From the entries that follow, pick out all lines holding "contains".

◆ ◆ ◆ ◆

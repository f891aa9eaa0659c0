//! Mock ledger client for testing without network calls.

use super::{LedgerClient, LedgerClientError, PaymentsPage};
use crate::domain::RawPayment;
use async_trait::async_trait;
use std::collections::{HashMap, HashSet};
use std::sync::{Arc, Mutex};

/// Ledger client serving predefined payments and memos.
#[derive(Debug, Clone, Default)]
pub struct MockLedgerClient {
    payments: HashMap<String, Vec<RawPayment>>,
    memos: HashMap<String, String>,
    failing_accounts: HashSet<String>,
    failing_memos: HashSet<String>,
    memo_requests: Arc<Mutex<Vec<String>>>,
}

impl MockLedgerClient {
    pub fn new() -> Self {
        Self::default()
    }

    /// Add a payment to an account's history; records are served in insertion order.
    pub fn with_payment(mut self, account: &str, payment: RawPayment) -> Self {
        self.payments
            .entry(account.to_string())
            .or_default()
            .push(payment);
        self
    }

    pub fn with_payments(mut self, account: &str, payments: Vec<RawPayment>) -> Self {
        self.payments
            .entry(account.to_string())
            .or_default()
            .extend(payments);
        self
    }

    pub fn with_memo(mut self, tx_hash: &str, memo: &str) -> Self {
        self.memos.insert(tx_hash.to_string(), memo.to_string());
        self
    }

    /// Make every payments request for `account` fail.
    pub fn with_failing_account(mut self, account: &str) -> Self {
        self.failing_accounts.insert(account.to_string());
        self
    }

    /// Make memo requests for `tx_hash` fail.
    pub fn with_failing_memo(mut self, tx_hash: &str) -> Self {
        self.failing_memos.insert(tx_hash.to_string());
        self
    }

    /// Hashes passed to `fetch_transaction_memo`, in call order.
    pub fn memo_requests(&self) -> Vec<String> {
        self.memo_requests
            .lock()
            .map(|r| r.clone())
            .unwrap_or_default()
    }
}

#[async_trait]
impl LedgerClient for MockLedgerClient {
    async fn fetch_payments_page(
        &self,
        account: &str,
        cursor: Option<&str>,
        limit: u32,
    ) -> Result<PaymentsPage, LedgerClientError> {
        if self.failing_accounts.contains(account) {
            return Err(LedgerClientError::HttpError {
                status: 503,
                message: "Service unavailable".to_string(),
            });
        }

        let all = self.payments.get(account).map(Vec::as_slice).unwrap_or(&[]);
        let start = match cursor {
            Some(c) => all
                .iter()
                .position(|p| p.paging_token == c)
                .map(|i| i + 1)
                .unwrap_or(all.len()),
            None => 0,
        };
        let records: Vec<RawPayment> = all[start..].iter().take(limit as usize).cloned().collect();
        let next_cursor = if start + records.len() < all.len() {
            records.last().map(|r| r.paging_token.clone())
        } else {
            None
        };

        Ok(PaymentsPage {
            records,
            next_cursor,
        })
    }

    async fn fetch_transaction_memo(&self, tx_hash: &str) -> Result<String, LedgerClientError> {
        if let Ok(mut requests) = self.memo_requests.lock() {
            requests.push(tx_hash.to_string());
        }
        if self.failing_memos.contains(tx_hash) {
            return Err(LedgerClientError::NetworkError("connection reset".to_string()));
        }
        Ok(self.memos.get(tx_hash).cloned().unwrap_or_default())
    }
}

◆ ◆ ◆ ◆

Result of this task:
        if self.failing_accounts.contains(account) {
        if self.failing_memos.contains(tx_hash) {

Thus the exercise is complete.